Statistics, however, need not be difficult. For managers, some simple
categorizing of techniques can help focus statistical analysis in ways that are
easily understood and applied.
Managerial statistics have three primary
functions. The first function is to describe certain data elements, such as the
number of births over a time period or the expenses incurred for a service
unit. The second function is to compare two points of data, such as births from
1 year to the next or error rates between care sites. The third is to predict
data, such as visit volume in future months. This chapter examines the first
two, saving prediction for Chapters 5, 6, and 7, given its specialized nature.
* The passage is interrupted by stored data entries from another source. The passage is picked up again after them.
//! Error types shared by every stage of the pipeline.
//!
//! Schema-building and per-record encoding failures are fatal to the whole batch, so each
//! variant carries enough context (column name, record index) to locate the offending input.

use thiserror::Error;

use crate::features::GeometryError;

#[derive(Error, Debug)]
pub enum Error {
    /// The corpus cannot yield a usable vocabulary or column layout.
    #[error("schema error in column `{column}`: {reason}")]
    Schema { column: String, reason: String },

    /// A record lacks (or carries an unusable value for) a required attribute.
    #[error("record {record}: cannot encode `{attribute}`: {reason}")]
    Encoding {
        record: usize,
        attribute: String,
        reason: String,
    },

    #[error("record {record}: {source}")]
    Geometry {
        record: usize,
        #[source]
        source: GeometryError,
    },

    /// Requested PCA dimensionality outside `1..=available`.
    #[error("cannot reduce to {requested} components: input has {available} columns")]
    Dimension { requested: usize, available: usize },

    #[error("shape error: {0}")]
    Shape(String),

    #[error("numerical error: {0}")]
    Numerical(String),

    #[error("{0} not fitted, call fit() first")]
    NotFitted(&'static str),

    #[error("configuration error: {0}")]
    Config(String),

    #[error("I/O error: {0}")]
    Io(#[from] std::io::Error),

    #[error("JSON error: {0}")]
    Json(#[from] serde_json::Error),

    #[error("CSV error: {0}")]
    Csv(#[from] csv::Error),
}

pub type Result<T> = std::result::Result<T, Error>;

impl Error {
    pub(crate) fn schema(column: impl Into<String>, reason: impl Into<String>) -> Self {
        Error::Schema {
            column: column.into(),
            reason: reason.into(),
        }
    }

    pub(crate) fn encoding(
        record: usize,
        attribute: impl Into<String>,
        reason: impl Into<String>,
    ) -> Self {
        Error::Encoding {
            record,
            attribute: attribute.into(),
            reason: reason.into(),
        }
    }
}
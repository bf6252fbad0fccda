use ndarray::{Axis, Zip};

use crate::error::{Error, Result};
use crate::{Matrix, Vector};

/// Zero-mean, unit-variance column scaling.
///
/// Means and (population) standard deviations ignore NaN entries. After scaling, any
/// non-finite value, from a NaN input or a zero-variance column, is replaced with 0.
#[derive(Clone, Debug, Default)]
pub struct StandardScaler {
    pub mean: Option<Vector>,
    pub scale: Option<Vector>,
}

impl StandardScaler {
    pub fn new() -> Self {
        Self::default()
    }

    pub fn fit(&mut self, data: &Matrix) -> Result<()> {
        if data.nrows() == 0 {
            return Err(Error::Shape("cannot fit a scaler on zero rows".to_string()));
        }

        let (mean, scale) = column_moments(data);
        self.mean = Some(mean);
        self.scale = Some(scale);
        Ok(())
    }

    pub fn transform(&self, data: &Matrix) -> Result<Matrix> {
        let mean = self.mean.as_ref().ok_or(Error::NotFitted("StandardScaler"))?;
        let scale = self.scale.as_ref().ok_or(Error::NotFitted("StandardScaler"))?;

        if data.ncols() != mean.len() {
            return Err(Error::Shape(format!(
                "number of features in X ({}) doesn't match training data ({})",
                data.ncols(),
                mean.len()
            )));
        }

        let mut result = data.clone();
        for mut row in result.axis_iter_mut(Axis(0)) {
            Zip::from(&mut row).and(mean).and(scale).for_each(|v, &m, &s| {
                let z = (*v - m) / s;
                *v = if z.is_finite() { z } else { 0.0 };
            });
        }

        Ok(result)
    }

    pub fn fit_transform(&mut self, data: &Matrix) -> Result<Matrix> {
        self.fit(data)?;
        self.transform(data)
    }
}

/// NaN-ignoring per-column mean and population standard deviation.
fn column_moments(data: &Matrix) -> (Vector, Vector) {
    let n_features = data.ncols();
    let mut mean = Vector::zeros(n_features);
    let mut std = Vector::zeros(n_features);

    for (j, column) in data.axis_iter(Axis(1)).enumerate() {
        let finite: Vec<f64> = column.iter().copied().filter(|v| !v.is_nan()).collect();
        if finite.is_empty() {
            mean[j] = f64::NAN;
            std[j] = f64::NAN;
            continue;
        }
        let n = finite.len() as f64;
        let m = finite.iter().sum::<f64>() / n;
        let var = finite.iter().map(|v| (v - m) * (v - m)).sum::<f64>() / n;
        mean[j] = m;
        std[j] = var.sqrt();
    }

    (mean, std)
}
use geo::Geometry;

/// Number of survey epochs carrying a construction status and a date.
pub const EPOCHS: usize = 5;

/// Number of per-record imagery statistics.
pub const IMAGERY_FEATURES: usize = 30;

pub const CHANGE_TYPE: &str = "change_type";
pub const URBAN_TYPE: &str = "urban_type";
pub const GEOGRAPHY_TYPE: &str = "geography_type";
pub const STATUS_PREFIX: &str = "change_status";
pub const DATE_PREFIX: &str = "date";
pub const IMAGERY_PREFIX: &str = "img_";

/// One polygon entity of a change-detection corpus.
///
/// Every attribute is optional at this level: absence is only an error once an operation
/// actually needs the value, and that operation reports which record and attribute failed.
#[derive(Clone, Debug, Default, PartialEq)]
pub struct Record {
    /// Target label, only present in training data.
    pub change_type: Option<String>,
    /// Comma-separated urban tags.
    pub urban_type: Option<String>,
    /// Comma-separated geography tags.
    pub geography_type: Option<String>,
    /// Construction status per epoch, in chronological order.
    pub change_status: [Option<String>; EPOCHS],
    /// Raw date strings per epoch, in chronological order.
    pub dates: [Option<String>; EPOCHS],
    /// Imagery statistics, in the corpus' imagery column order. Missing values are NaN.
    pub imagery: Vec<f64>,
    /// Geometry in geographic (longitude, latitude) degrees.
    pub geometry: Option<Geometry<f64>>,
}

/// A batch of records together with the names of their imagery columns.
#[derive(Clone, Debug, Default)]
pub struct Corpus {
    pub imagery_columns: Vec<String>,
    pub records: Vec<Record>,
}

impl Corpus {
    pub fn new(imagery_columns: Vec<String>, records: Vec<Record>) -> Self {
        Self {
            imagery_columns,
            records,
        }
    }

    /// Builds a corpus whose imagery columns are named `img_00` .. `img_29`.
    pub fn with_default_imagery(records: Vec<Record>) -> Self {
        Self::new(default_imagery_columns(), records)
    }

    pub fn len(&self) -> usize {
        self.records.len()
    }

    pub fn is_empty(&self) -> bool {
        self.records.is_empty()
    }
}

pub fn default_imagery_columns() -> Vec<String> {
    (0..IMAGERY_FEATURES)
        .map(|i| format!("{IMAGERY_PREFIX}{i:02}"))
        .collect()
}

/// Attribute name used in error messages for an epoch-indexed column.
pub(crate) fn epoch_attribute(prefix: &str, epoch: usize) -> String {
    format!("{prefix}[{epoch}]")
}
//! Reading corpora and writing pipeline outputs.
//!
//! - [`read_corpus`]: GeoJSON `FeatureCollection` to [`Corpus`](crate::Corpus)
//! - [`write_schema`] / [`read_schema`]: the frozen [`Schema`] as JSON
//! - [`write_feature_matrix`]: encoded features as CSV
//! - [`write_submission`]: predictions as an `Id,change_type` table

mod geojson;
mod table;

pub use geojson::{EpochColumns, parse_corpus, read_corpus};
pub use table::{
    write_feature_matrix, write_feature_matrix_to, write_submission, write_submission_to,
};

use std::path::Path;

use tracing::info;

use crate::error::Result;
use crate::schema::Schema;

pub fn write_schema(path: impl AsRef<Path>, schema: &Schema) -> Result<()> {
    let path = path.as_ref();
    std::fs::write(path, serde_json::to_string_pretty(schema)?)?;
    info!(path = %path.display(), features = schema.n_features(), "saved schema");
    Ok(())
}

/// Loads a schema, validating it the same way [`Schema::new`] does.
pub fn read_schema(path: impl AsRef<Path>) -> Result<Schema> {
    let text = std::fs::read_to_string(path)?;
    Ok(serde_json::from_str(&text)?)
}

#[cfg(test)]
mod tests {
    use super::*;
    use crate::schema::tests::sample_schema;

    #[test]
    fn schema_file_round_trip() {
        let dir = tempfile::tempdir().unwrap();
        let path = dir.path().join("schema.json");
        let schema = sample_schema();

        write_schema(&path, &schema).unwrap();
        let loaded = read_schema(&path).unwrap();
        assert_eq!(loaded.layout().names(), schema.layout().names());
    }

    #[test]
    fn invalid_schema_file_is_rejected() {
        let dir = tempfile::tempdir().unwrap();
        let path = dir.path().join("schema.json");
        std::fs::write(&path, r#"{"imagery_columns": []}"#).unwrap();
        assert!(read_schema(&path).is_err());
    }
}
First, however, a discussion about the nature of data is in order. Data are
quite simply numbers within a context. Green, although a very nice color, is
only an adjective by itself. If, however, we record the eye color of a room of
20 people, and then code those colors with numbers—i.e., 1 for blue, 2 for
brown, 3 for green—we have transformed the colors into points of data.
Similarly, if we were to then count the number of people with green eyes, we
have performed a statistical function—the calculation of a descriptive
statistic.
A number of different types of analyses can
be performed on data. When the time comes to conduct these analyses, students
often face “analysis paralysis.” Imagine, for example, that you find yourself
in a new position, and you have been asked by your boss, Mr. Walden, to take a
look at some utilization trends using data from the organization’s data
warehouse. You pull up the corresponding data files, and are faced with more
than 30 variables (columns in a spreadsheet) and tens of thousands of records
(rows in a spreadsheet representing individual patient visits). In the middle
is a sea of numbers of various sorts that continue on as you scroll and scroll
down the screen. In some organizations, there may be millions of data records
in thousands of tables, which is intimidating to be sure. However, a data file
with 10,000 rows and one with 20 are not all that different. Each can be
described in similar ways. What is important is the data itself. Understanding
what the numbers represent (the context) and how they were created will lead
you down certain analytic paths and not others, allowing you to put some
statistical methods aside for some data.
Measuring Data
Data come in only four varieties. Students of
introductory statistics will no doubt recall the terms nominal, ordinal,
interval, and ratio. All refer to measurement of data variables. Variables are
simply data that can take on different values, depending on what is being
measured. In the earlier example, the color of 20 people’s eyes was recorded,
thus creating the variable “eye color.” In this instance it is a variable that
is measured nominally. Nominal refers to data that exist in non-overlapping
categories. They have no ranking and are mutually exclusive; for example, eye
color, insurance type, gender, and ethnicity. Ordinal variables are slightly
different in that they are still measured categorically, but the categories
have a ranking. An example of this would be satisfaction scales, in which
somewhat satisfied might be followed by very satisfied, etc. These are common
in health surveys. The final two types are often taken together as
interval/ratio variables. These are often termed continuously measured
variables; examples include time and money. The difference here is that they
are actually still categories, but the distance between categories is equal.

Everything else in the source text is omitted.